◆ **WHAT IS BEING ASKED**: Among the entries below, how many lines hold "last"? Reply with the number only.

◆ **INPUT DATA**:
--------
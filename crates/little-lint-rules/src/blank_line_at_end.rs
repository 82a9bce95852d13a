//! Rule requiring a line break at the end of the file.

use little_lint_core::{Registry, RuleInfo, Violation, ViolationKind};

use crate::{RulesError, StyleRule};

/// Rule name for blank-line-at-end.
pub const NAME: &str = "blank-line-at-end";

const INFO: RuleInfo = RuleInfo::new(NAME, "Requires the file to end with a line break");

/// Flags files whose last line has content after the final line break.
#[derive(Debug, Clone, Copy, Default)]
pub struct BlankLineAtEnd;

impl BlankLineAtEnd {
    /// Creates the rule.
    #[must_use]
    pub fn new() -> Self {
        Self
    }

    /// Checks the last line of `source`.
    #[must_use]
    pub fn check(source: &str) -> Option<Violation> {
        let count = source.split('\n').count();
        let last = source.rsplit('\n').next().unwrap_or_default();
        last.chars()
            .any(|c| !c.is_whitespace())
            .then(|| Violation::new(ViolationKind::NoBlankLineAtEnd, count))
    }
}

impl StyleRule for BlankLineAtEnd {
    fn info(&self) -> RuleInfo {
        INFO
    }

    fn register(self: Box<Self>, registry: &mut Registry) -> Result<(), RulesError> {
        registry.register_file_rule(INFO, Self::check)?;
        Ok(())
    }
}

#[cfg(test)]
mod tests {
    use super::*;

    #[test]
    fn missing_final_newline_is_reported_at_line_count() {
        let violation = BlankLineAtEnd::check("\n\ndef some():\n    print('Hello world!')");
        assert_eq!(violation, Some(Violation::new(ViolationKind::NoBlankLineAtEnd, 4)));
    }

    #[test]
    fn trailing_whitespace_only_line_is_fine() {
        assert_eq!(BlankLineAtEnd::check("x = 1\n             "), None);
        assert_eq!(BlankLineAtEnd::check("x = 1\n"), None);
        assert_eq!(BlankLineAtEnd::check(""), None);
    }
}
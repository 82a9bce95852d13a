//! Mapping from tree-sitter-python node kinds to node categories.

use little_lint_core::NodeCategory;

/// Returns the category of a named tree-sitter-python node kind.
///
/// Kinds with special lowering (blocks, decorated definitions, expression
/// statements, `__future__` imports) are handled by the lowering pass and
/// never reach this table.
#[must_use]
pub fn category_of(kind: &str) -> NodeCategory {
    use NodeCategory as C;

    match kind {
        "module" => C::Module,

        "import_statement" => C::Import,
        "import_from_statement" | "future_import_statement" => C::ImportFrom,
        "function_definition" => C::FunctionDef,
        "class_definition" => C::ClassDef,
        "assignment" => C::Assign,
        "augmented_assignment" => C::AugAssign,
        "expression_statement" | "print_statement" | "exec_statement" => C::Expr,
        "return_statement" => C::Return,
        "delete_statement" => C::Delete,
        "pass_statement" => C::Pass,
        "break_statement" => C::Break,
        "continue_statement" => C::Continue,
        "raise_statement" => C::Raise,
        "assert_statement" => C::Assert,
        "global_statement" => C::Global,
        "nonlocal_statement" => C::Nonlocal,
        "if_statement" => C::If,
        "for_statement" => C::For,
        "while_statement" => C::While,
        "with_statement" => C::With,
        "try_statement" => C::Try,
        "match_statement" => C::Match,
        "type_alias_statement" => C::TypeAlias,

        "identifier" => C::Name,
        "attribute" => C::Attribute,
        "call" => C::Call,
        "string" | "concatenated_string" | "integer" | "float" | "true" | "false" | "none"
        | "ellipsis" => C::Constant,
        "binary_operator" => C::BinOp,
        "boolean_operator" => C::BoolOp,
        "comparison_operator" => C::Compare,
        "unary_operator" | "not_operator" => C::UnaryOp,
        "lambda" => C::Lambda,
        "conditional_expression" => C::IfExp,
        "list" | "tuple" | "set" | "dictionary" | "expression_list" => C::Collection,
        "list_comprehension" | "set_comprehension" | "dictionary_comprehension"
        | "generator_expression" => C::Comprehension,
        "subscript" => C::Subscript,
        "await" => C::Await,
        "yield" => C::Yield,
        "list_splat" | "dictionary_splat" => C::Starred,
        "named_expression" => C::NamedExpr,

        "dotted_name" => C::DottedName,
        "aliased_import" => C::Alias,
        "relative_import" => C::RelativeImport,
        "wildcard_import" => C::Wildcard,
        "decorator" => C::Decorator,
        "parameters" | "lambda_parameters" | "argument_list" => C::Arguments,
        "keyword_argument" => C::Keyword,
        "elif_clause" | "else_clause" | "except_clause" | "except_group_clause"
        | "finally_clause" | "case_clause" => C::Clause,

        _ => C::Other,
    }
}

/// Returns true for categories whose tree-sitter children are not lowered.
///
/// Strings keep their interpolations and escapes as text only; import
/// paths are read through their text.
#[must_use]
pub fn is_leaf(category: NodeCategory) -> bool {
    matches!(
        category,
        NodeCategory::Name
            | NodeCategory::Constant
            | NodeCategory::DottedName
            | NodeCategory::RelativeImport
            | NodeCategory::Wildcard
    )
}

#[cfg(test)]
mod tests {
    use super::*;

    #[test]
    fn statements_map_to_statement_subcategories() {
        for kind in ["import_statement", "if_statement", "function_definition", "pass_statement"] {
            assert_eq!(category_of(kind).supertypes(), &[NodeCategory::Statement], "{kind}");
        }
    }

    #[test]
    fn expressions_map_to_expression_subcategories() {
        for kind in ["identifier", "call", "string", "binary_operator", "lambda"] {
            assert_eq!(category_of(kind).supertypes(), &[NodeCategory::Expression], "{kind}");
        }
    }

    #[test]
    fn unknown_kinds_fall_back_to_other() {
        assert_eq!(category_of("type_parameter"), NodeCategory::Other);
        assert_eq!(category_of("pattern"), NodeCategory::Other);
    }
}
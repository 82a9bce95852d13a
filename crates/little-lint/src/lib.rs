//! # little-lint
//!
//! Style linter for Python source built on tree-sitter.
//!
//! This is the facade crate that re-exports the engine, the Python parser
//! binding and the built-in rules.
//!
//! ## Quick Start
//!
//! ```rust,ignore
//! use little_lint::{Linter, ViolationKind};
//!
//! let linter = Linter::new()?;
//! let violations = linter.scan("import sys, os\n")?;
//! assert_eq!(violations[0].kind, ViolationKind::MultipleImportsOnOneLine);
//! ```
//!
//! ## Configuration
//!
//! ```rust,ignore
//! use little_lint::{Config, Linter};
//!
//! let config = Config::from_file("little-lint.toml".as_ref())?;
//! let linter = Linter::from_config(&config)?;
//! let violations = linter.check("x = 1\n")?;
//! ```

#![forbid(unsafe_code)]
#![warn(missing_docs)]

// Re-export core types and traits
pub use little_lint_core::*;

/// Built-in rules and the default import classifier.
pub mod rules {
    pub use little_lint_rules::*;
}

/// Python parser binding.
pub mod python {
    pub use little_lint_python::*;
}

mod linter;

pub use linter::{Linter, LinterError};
--------
◆ **YOUR RESPONSE**: 4